Training Judges: A Lesson for Them and Me
What I learned from speaking with judges about parental alienation
Posted Jan 31, 2018
I had the opportunity to conduct a 2.5 hour training of judges in Nebraska in October. There were about 100 judges in the room, although most dealt with a variety of cases not just family law cases. They sat attentively for the entire training. They laughed at the funny parts (yes, I try to keep the training amusing even when speaking of abuse and alienation), they raised their hands when I asked for a show of hands on a topic, and they called out the answers when I asked for audience participation. Were they the liveliest audience I have ever spoken to? No. Hands down, that goes to targeted parents who hang on every word, nod their heads vigorously, and are deeply invested in hearing what I have to say. But the judges, in their more restrained manner, indicated a keen interest in this topic. A few even came up to me afterwards and shared that they had lived through alienation either as a child or as divorced parent. As we all know, no one is immune from this experience.

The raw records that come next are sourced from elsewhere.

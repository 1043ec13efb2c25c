//! Sensitive layer geometry
//!
//! A layer is a cylinder of flat modules. Ladders are arranged in azimuth,
//! each ladder carrying `n_detectors` modules along z. Every module defines a
//! local frame whose x axis passes through the module centre at azimuth
//! `alpha`; clusters and track states on that module are expressed in it.

use serde::{Deserialize, Serialize};
use std::f64::consts::TAU;

use crate::common::constants::{SILICON_DENSITY, SILICON_X0};

/// Module address inside a layer
#[derive(Debug, Clone, Copy, PartialEq, Eq, Hash, PartialOrd, Ord, Serialize, Deserialize)]
pub struct ModuleId {
    /// Ladder index in azimuth
    pub ladder: usize,
    /// Detector index along z
    pub detector: usize,
}

impl ModuleId {
    /// Create a new module id
    pub fn new(ladder: usize, detector: usize) -> Self {
        Self { ladder, detector }
    }
}

/// Silicon technology of a layer; selects the default material profile
#[derive(Debug, Clone, Copy, PartialEq, Eq, Serialize, Deserialize)]
pub enum LayerTechnology {
    /// Hybrid pixels
    Pixel,
    /// Silicon drift detectors
    Drift,
    /// Double-sided strips
    Strip,
}

/// Coordinate a thickness band is keyed on
#[derive(Debug, Clone, Copy, PartialEq, Eq, Serialize, Deserialize)]
pub enum BandAxis {
    /// Module-local y
    Y,
    /// z relative to the centre of the detector containing the point
    Z,
}

/// Extra material over an interval of |coordinate|
#[derive(Debug, Clone, Copy, PartialEq, Serialize, Deserialize)]
pub struct ThicknessBand {
    /// Coordinate the band is keyed on
    pub axis: BandAxis,
    /// Lower edge of |coordinate| (inclusive)
    pub min: f64,
    /// Upper edge of |coordinate| (exclusive)
    pub max: f64,
    /// Radiation-length fraction added inside the band
    pub extra_x0: f64,
}

impl ThicknessBand {
    /// Create a new band
    pub fn new(axis: BandAxis, min: f64, max: f64, extra_x0: f64) -> Self {
        Self {
            axis,
            min,
            max,
            extra_x0,
        }
    }

    #[inline]
    fn contains(&self, coordinate: f64) -> bool {
        let a = coordinate.abs();
        a >= self.min && a < self.max
    }
}

impl LayerTechnology {
    /// Radiation-length fraction of a module away from any band
    pub fn default_baseline_x0(self) -> f64 {
        match self {
            LayerTechnology::Pixel => 0.0115,
            LayerTechnology::Drift => 0.0110,
            LayerTechnology::Strip => 0.0085,
        }
    }

    /// Default material bands: cooling, frames and readout of each technology
    pub fn default_bands(self) -> Vec<ThicknessBand> {
        match self {
            LayerTechnology::Pixel => vec![
                // cooling tube under the ladder
                ThicknessBand::new(BandAxis::Y, 0.21, 0.30, 0.0045),
                // chip boundary
                ThicknessBand::new(BandAxis::Z, 0.0, 0.15, 0.0036),
            ],
            LayerTechnology::Drift => vec![
                ThicknessBand::new(BandAxis::Y, 3.30, f64::INFINITY, 0.0050),
                // central cathode
                ThicknessBand::new(BandAxis::Z, 0.0, 0.25, 0.0060),
            ],
            LayerTechnology::Strip => vec![
                ThicknessBand::new(BandAxis::Y, 3.50, f64::INFINITY, 0.0040),
                ThicknessBand::new(BandAxis::Z, 1.80, f64::INFINITY, 0.0030),
            ],
        }
    }
}

/// Placement of one module
#[derive(Debug, Clone, Copy, PartialEq)]
pub struct Module {
    /// Module address
    pub id: ModuleId,
    /// Azimuth of the module frame
    pub alpha: f64,
    /// Distance of the module plane from the beam line (local x)
    pub x: f64,
    /// Lower z edge
    pub z_min: f64,
    /// Upper z edge
    pub z_max: f64,
}

impl Module {
    /// z of the module centre
    #[inline]
    pub fn z_center(&self) -> f64 {
        0.5 * (self.z_min + self.z_max)
    }
}

/// One sensitive layer
#[derive(Debug, Clone)]
pub struct DetectorLayer {
    index: usize,
    radius: f64,
    n_ladders: usize,
    n_detectors: usize,
    phi_offset: f64,
    z_min: f64,
    z_max: f64,
    half_width: f64,
    detector_gap: f64,
    technology: LayerTechnology,
    baseline_x0: f64,
    bands: Vec<ThicknessBand>,
    modules: Vec<Module>,
}

/// Parameters for [`DetectorLayer::new`]; validated by the geometry builder
#[derive(Debug, Clone)]
pub struct LayerParams {
    pub radius: f64,
    pub n_ladders: usize,
    pub n_detectors: usize,
    pub phi_offset: f64,
    pub z_min: f64,
    pub z_max: f64,
    pub half_width: Option<f64>,
    pub detector_gap: f64,
    pub ladder_stagger: f64,
    pub technology: LayerTechnology,
    pub baseline_x0: Option<f64>,
    pub bands: Option<Vec<ThicknessBand>>,
}

impl DetectorLayer {
    /// Build a layer and place its modules
    ///
    /// Odd ladders sit `ladder_stagger` further out than even ones so that
    /// neighbouring ladders overlap in azimuth.
    pub fn new(index: usize, params: LayerParams) -> Self {
        let step = TAU / params.n_ladders as f64;
        let det_len = (params.z_max - params.z_min) / params.n_detectors as f64;
        let half_width = params
            .half_width
            .unwrap_or_else(|| params.radius * (0.5 * step).tan());

        let modules = (0..params.n_ladders)
            .flat_map(|ladder| {
                let alpha = (params.phi_offset + ladder as f64 * step).rem_euclid(TAU);
                let x = if ladder % 2 == 1 {
                    params.radius + params.ladder_stagger
                } else {
                    params.radius
                };
                (0..params.n_detectors).map(move |detector| Module {
                    id: ModuleId::new(ladder, detector),
                    alpha,
                    x,
                    z_min: params.z_min + detector as f64 * det_len,
                    z_max: params.z_min + (detector + 1) as f64 * det_len,
                })
            })
            .collect();

        Self {
            index,
            radius: params.radius,
            n_ladders: params.n_ladders,
            n_detectors: params.n_detectors,
            phi_offset: params.phi_offset,
            z_min: params.z_min,
            z_max: params.z_max,
            half_width,
            detector_gap: params.detector_gap,
            technology: params.technology,
            baseline_x0: params
                .baseline_x0
                .unwrap_or_else(|| params.technology.default_baseline_x0()),
            bands: params
                .bands
                .unwrap_or_else(|| params.technology.default_bands()),
            modules,
        }
    }

    /// Position of the layer in the detector (0 = innermost)
    #[inline]
    pub fn index(&self) -> usize {
        self.index
    }

    /// Nominal radius
    #[inline]
    pub fn radius(&self) -> f64 {
        self.radius
    }

    #[inline]
    pub fn n_ladders(&self) -> usize {
        self.n_ladders
    }

    #[inline]
    pub fn n_detectors(&self) -> usize {
        self.n_detectors
    }

    #[inline]
    pub fn technology(&self) -> LayerTechnology {
        self.technology
    }

    /// Longitudinal acceptance
    #[inline]
    pub fn z_range(&self) -> (f64, f64) {
        (self.z_min, self.z_max)
    }

    /// Sensitive half-width of a module in local y
    #[inline]
    pub fn half_width(&self) -> f64 {
        self.half_width
    }

    /// All modules, ladder-major
    pub fn modules(&self) -> &[Module] {
        &self.modules
    }

    /// Look up a module; `None` for an address outside the segmentation
    pub fn module(&self, id: ModuleId) -> Option<&Module> {
        if id.ladder >= self.n_ladders || id.detector >= self.n_detectors {
            return None;
        }
        self.modules.get(id.ladder * self.n_detectors + id.detector)
    }

    /// Map a global azimuth and z to the module covering them
    ///
    /// Returns `None` when z lies outside the longitudinal acceptance.
    pub fn find_detector_index(&self, phi: f64, z: f64) -> Option<ModuleId> {
        if !phi.is_finite() || !(z >= self.z_min && z < self.z_max) {
            return None;
        }
        let step = TAU / self.n_ladders as f64;
        let dphi = (phi - self.phi_offset).rem_euclid(TAU);
        let ladder = ((dphi / step + 0.5).floor() as usize) % self.n_ladders;

        let det_len = (self.z_max - self.z_min) / self.n_detectors as f64;
        let detector = (((z - self.z_min) / det_len) as usize).min(self.n_detectors - 1);

        Some(ModuleId::new(ladder, detector))
    }

    /// Whether a point in the module frame falls on insensitive material
    pub fn is_dead_zone(&self, module: &Module, y: f64, z: f64) -> bool {
        y.abs() > self.half_width
            || z < module.z_min + self.detector_gap
            || z > module.z_max - self.detector_gap
    }

    /// Radiation-length fraction crossed at module-local `y` and global `z`
    ///
    /// Always finite; the baseline applies wherever no band matches.
    pub fn thickness(&self, y: f64, z: f64) -> f64 {
        let z_rel = z - self.nearest_detector_center(z);
        let extra: f64 = self
            .bands
            .iter()
            .filter(|band| match band.axis {
                BandAxis::Y => band.contains(y),
                BandAxis::Z => band.contains(z_rel),
            })
            .map(|band| band.extra_x0)
            .sum();

        let x0 = self.baseline_x0 + extra;
        if x0.is_finite() {
            x0
        } else {
            self.baseline_x0
        }
    }

    /// Traversed density times length [g/cm²] for a given x/X0 in silicon
    #[inline]
    pub fn x_rho(x_over_x0: f64) -> f64 {
        x_over_x0 * SILICON_X0 * SILICON_DENSITY
    }

    fn nearest_detector_center(&self, z: f64) -> f64 {
        let det_len = (self.z_max - self.z_min) / self.n_detectors as f64;
        let raw = ((z - self.z_min) / det_len).floor();
        let idx = if raw.is_finite() {
            raw.clamp(0.0, (self.n_detectors - 1) as f64)
        } else {
            0.0
        };
        self.z_min + (idx + 0.5) * det_len
    }
}

#[cfg(test)]
mod tests {
    use super::*;
    use std::f64::consts::PI;

    fn pixel_layer() -> DetectorLayer {
        DetectorLayer::new(
            0,
            LayerParams {
                radius: 4.0,
                n_ladders: 20,
                n_detectors: 4,
                phi_offset: 0.0,
                z_min: -14.0,
                z_max: 14.0,
                half_width: None,
                detector_gap: 0.0,
                ladder_stagger: 0.0,
                technology: LayerTechnology::Pixel,
                baseline_x0: None,
                bands: None,
            },
        )
    }

    #[test]
    fn test_find_detector_index() {
        let layer = pixel_layer();
        let step = 2.0 * PI / 20.0;

        assert_eq!(layer.find_detector_index(0.0, -13.0), Some(ModuleId::new(0, 0)));
        assert_eq!(layer.find_detector_index(3.0 * step + 0.01, 1.0), Some(ModuleId::new(3, 2)));
        // Just below 2π maps back to ladder 0
        assert_eq!(layer.find_detector_index(2.0 * PI - 0.01, 13.9), Some(ModuleId::new(0, 3)));
        // Negative azimuth wraps
        assert_eq!(layer.find_detector_index(-step, 0.0), Some(ModuleId::new(19, 2)));
    }

    #[test]
    fn test_find_detector_index_outside_acceptance() {
        let layer = pixel_layer();
        assert_eq!(layer.find_detector_index(0.3, 14.0), None);
        assert_eq!(layer.find_detector_index(0.3, -20.0), None);
        assert_eq!(layer.find_detector_index(f64::NAN, 0.0), None);
    }

    #[test]
    fn test_module_placement() {
        let layer = pixel_layer();
        assert_eq!(layer.modules().len(), 80);
        let m = layer.module(ModuleId::new(5, 1)).unwrap();
        assert!((m.alpha - 5.0 * 2.0 * PI / 20.0).abs() < 1e-12);
        assert!((m.z_min + 7.0).abs() < 1e-12);
        assert!((m.z_max - 0.0).abs() < 1e-12);
        assert!(layer.module(ModuleId::new(20, 0)).is_none());
    }

    #[test]
    fn test_thickness_bands() {
        let layer = pixel_layer();
        let base = LayerTechnology::Pixel.default_baseline_x0();

        // Away from every band
        assert!((layer.thickness(0.05, 3.0) - base).abs() < 1e-12);
        // Cooling tube band on both sides
        assert!((layer.thickness(0.25, 3.0) - (base + 0.0045)).abs() < 1e-12);
        assert!((layer.thickness(-0.25, 3.0) - (base + 0.0045)).abs() < 1e-12);
        // Detector centre at z = 3.5
        assert!((layer.thickness(0.05, 3.5) - (base + 0.0036)).abs() < 1e-12);
        // Outside the layer still finite
        assert!(layer.thickness(100.0, 1e6).is_finite());
    }

    #[test]
    fn test_dead_zone() {
        let mut params = LayerParams {
            radius: 4.0,
            n_ladders: 20,
            n_detectors: 4,
            phi_offset: 0.0,
            z_min: -14.0,
            z_max: 14.0,
            half_width: Some(0.6),
            detector_gap: 0.1,
            ladder_stagger: 0.0,
            technology: LayerTechnology::Pixel,
            baseline_x0: None,
            bands: None,
        };
        let layer = DetectorLayer::new(0, params.clone());
        let m = *layer.module(ModuleId::new(0, 2)).unwrap();
        assert!(!layer.is_dead_zone(&m, 0.1, 3.0));
        assert!(layer.is_dead_zone(&m, 0.7, 3.0));
        assert!(layer.is_dead_zone(&m, 0.1, 0.05));

        params.detector_gap = 0.0;
        let layer = DetectorLayer::new(0, params);
        assert!(!layer.is_dead_zone(&m, 0.1, 0.05));
    }
}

I think I may have gotten as much out of the training as they did because it really forced me to think about alienation from their point of view. I often rail against judges in my other workshops as people who lack the conviction to hold favored parents accountable and who lack the courage to override a child’s stated preference. I wasn’t going to call them lazy cowards so I needed a more refined and compassionate way to communicate to them that in many cases maintaining the status quo is not helpful, that it is more important to pay attention to the actions of the favored parent rather than his or her stated intent. I explained how important it is to consider the history of the case and to understand the extremely serious and long-term negative consequences of emotional abuse. One judge actually came up to me afterwards and asked if I was certain about this (I am). It was a long and grueling day. I flew out in the morning, gave my talk, and then flew home the same day. But I left with a feeling of satisfaction that in at least one state, most judges will be aware of parental alienation and at are likely to least consider the importance of intervening. Only 49 states to go!